■ **WHAT THIS TASK INVOLVES**:
What you return should be the lines from the first line of the records below through the line holding "pub type SequenceNumber = u64;", unchanged.

■ **DATA TO USE**:
---

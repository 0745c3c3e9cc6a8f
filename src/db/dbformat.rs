use crate::obj::slice::Slice;
use crate::obj::status::Status;
use crate::util::coding;
use crate::util::coding::decode_fixed64;
use crate::util::comparator::Comparator;
use bytes::{BufMut, BytesMut};
use std::cmp::Ordering;
use std::fmt;
use std::sync::Arc;

pub type SequenceNumber = u64;

#[derive(Debug, PartialEq, PartialOrd, Clone, Copy, Eq)]
#[repr(u8)]
pub enum ValueType {
    KTypeDeletion = 0x0,
    KTypeValue = 0x1,
}

impl TryFrom<u8> for ValueType {
    type Error = Status;
    fn try_from(value: u8) -> Result<Self, Self::Error> {
        match value {
            0x0 => Ok(ValueType::KTypeDeletion),
            0x1 => Ok(ValueType::KTypeValue),
            _ => Err(Status::corruption("invalid value type", None)),
        }
    }
}

/// 序列号只有 56 位，低 8 位留给 ValueType
pub const K_MAX_SEQUENCE_NUMBER: SequenceNumber = (0x1u64 << 56) - 1;
/// 查找时使用的类型：同一个序列号下它排在最前面
pub const K_VALUE_TYPE_FOR_SEEK: ValueType = ValueType::KTypeValue;

/// internal key = user_key + fixed64(sequence << 8 | type)
#[derive(Debug, PartialEq, Clone)]
pub struct ParsedInternalKey {
    pub user_key: Slice,
    pub sequence: SequenceNumber,
    pub value_type: ValueType,
}

impl ParsedInternalKey {
    pub fn new(user_key: Slice, sequence: SequenceNumber, value_type: ValueType) -> Self {
        ParsedInternalKey {
            user_key,
            sequence,
            value_type,
        }
    }
}

impl fmt::Display for ParsedInternalKey {
    fn fmt(&self, f: &mut fmt::Formatter<'_>) -> fmt::Result {
        write!(
            f,
            "'{}' @ {} : {}",
            String::from_utf8_lossy(self.user_key.data()),
            self.sequence,
            self.value_type as u8
        )
    }
}

#[inline]
pub fn extract_user_key(internal_key: &Slice) -> Slice {
    debug_assert!(internal_key.len() >= 8);
    Slice::new_from_slice(internal_key, 0..internal_key.len() - 8)
}

#[inline(always)]
fn pack_sequence_and_type(seq: SequenceNumber, t: ValueType) -> u64 {
    debug_assert!(seq <= K_MAX_SEQUENCE_NUMBER);
    debug_assert!(t <= K_VALUE_TYPE_FOR_SEEK);
    (seq << 8) | (t as u64)
}

#[inline]
pub fn append_internal_key(result: &mut BytesMut, key: &ParsedInternalKey) {
    result.put_slice(key.user_key.data());
    coding::put_fixed64(result, pack_sequence_and_type(key.sequence, key.value_type))
}

pub fn parse_internal_key(internal_key: &Slice) -> Result<ParsedInternalKey, Status> {
    let n = internal_key.len();
    if n < 8 {
        return Err(Status::corruption(
            "internal key too short",
            Some(format!("{:?}", internal_key).as_str()),
        ));
    }
    let num = decode_fixed64(&internal_key.data()[n - 8..]);
    let value_type = ValueType::try_from((num & 0xff) as u8)?;
    Ok(ParsedInternalKey {
        user_key: extract_user_key(internal_key),
        sequence: num >> 8,
        value_type,
    })
}

/// 编码好的 internal key
#[derive(Debug, Clone, Default, PartialEq, Eq)]
pub struct InternalKey {
    rep_: BytesMut,
}

impl InternalKey {
    pub fn new(user_key: &Slice, sequence_number: SequenceNumber, t: ValueType) -> InternalKey {
        let mut rep_ = BytesMut::with_capacity(user_key.len() + 8);
        append_internal_key(
            &mut rep_,
            &ParsedInternalKey {
                user_key: user_key.clone(),
                sequence: sequence_number,
                value_type: t,
            },
        );
        InternalKey { rep_ }
    }

    /// 查找 user_key 时用的 key：排在该 user key 所有版本之前
    pub fn for_lookup(user_key: &Slice) -> InternalKey {
        InternalKey::new(user_key, K_MAX_SEQUENCE_NUMBER, K_VALUE_TYPE_FOR_SEEK)
    }

    pub fn decode_from(&mut self, s: &Slice) -> bool {
        self.rep_ = BytesMut::from(s.data());
        !self.rep_.is_empty()
    }

    pub fn encode(&self) -> Slice {
        debug_assert!(!self.rep_.is_empty());
        Slice::new_from_mut(&self.rep_)
    }

    pub fn user_key(&self) -> Slice {
        extract_user_key(&self.encode())
    }

    pub fn set_from(&mut self, p: &ParsedInternalKey) {
        self.rep_.clear();
        append_internal_key(&mut self.rep_, p);
    }

    pub fn clear(&mut self) {
        self.rep_.clear();
    }
}

/// 先按 user key 升序，再按序列号降序
pub struct InternalKeyComparator {
    user_comparator_: Arc<dyn Comparator>,
}

impl InternalKeyComparator {
    pub fn new(user_comparator: Arc<dyn Comparator>) -> InternalKeyComparator {
        InternalKeyComparator {
            user_comparator_: user_comparator,
        }
    }

    pub fn user_comparator(&self) -> &Arc<dyn Comparator> {
        &self.user_comparator_
    }
}

impl Comparator for InternalKeyComparator {
    fn compare(&self, akey: &Slice, bkey: &Slice) -> Ordering {
        let r = self
            .user_comparator_
            .compare(&extract_user_key(akey), &extract_user_key(bkey));
        if r != Ordering::Equal {
            return r;
        }
        let a_num = decode_fixed64(&akey.data()[akey.len() - 8..]);
        let b_num = decode_fixed64(&bkey.data()[bkey.len() - 8..]);
        // 序列号大的排前面
        b_num.cmp(&a_num)
    }

    fn name(&self) -> &'static str {
        "leveldb.InternalKeyComparator"
    }

    fn find_shortest_separator(&self, start: &mut BytesMut, limit: &Slice) {
        let user_start = extract_user_key(&Slice::new_from_mut(start));
        let user_limit = extract_user_key(limit);
        let mut tmp = BytesMut::from(user_start.data());
        self.user_comparator_
            .find_shortest_separator(&mut tmp, &user_limit);
        if tmp.len() < user_start.size()
            && self
                .user_comparator_
                .compare(&user_start, &Slice::new_from_mut(&tmp))
                == Ordering::Less
        {
            // user key 变短了但逻辑上变大了，配上最大的序列号
            coding::put_fixed64(
                &mut tmp,
                pack_sequence_and_type(K_MAX_SEQUENCE_NUMBER, K_VALUE_TYPE_FOR_SEEK),
            );
            debug_assert!(
                self.compare(&Slice::new_from_mut(start), &Slice::new_from_mut(&tmp))
                    == Ordering::Less
            );
            debug_assert!(self.compare(&Slice::new_from_mut(&tmp), limit) == Ordering::Less);
            *start = tmp;
        }
    }

    fn find_short_successor(&self, key: &mut BytesMut) {
        let user_key = extract_user_key(&Slice::new_from_mut(key));
        let mut tmp = BytesMut::from(user_key.data());
        self.user_comparator_.find_short_successor(&mut tmp);
        if tmp.len() < user_key.len()
            && self
                .user_comparator_
                .compare(&user_key, &Slice::new_from_mut(&tmp))
                == Ordering::Less
        {
            coding::put_fixed64(
                &mut tmp,
                pack_sequence_and_type(K_MAX_SEQUENCE_NUMBER, K_VALUE_TYPE_FOR_SEEK),
            );
            debug_assert!(
                self.compare(&Slice::new_from_mut(key), &Slice::new_from_mut(&tmp))
                    == Ordering::Less
            );
            *key = tmp;
        }
    }
}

---

■ **SOLUTION TO THIS PROBLEM**:
repository 0745c3c3e9cc6a8f
filename src/db/dbformat.rs
use crate::obj::slice::Slice;
use crate::obj::status::Status;
use crate::util::coding;
use crate::util::coding::decode_fixed64;
use crate::util::comparator::Comparator;
use bytes::{BufMut, BytesMut};
use std::cmp::Ordering;
use std::fmt;
use std::sync::Arc;

pub type SequenceNumber = u64;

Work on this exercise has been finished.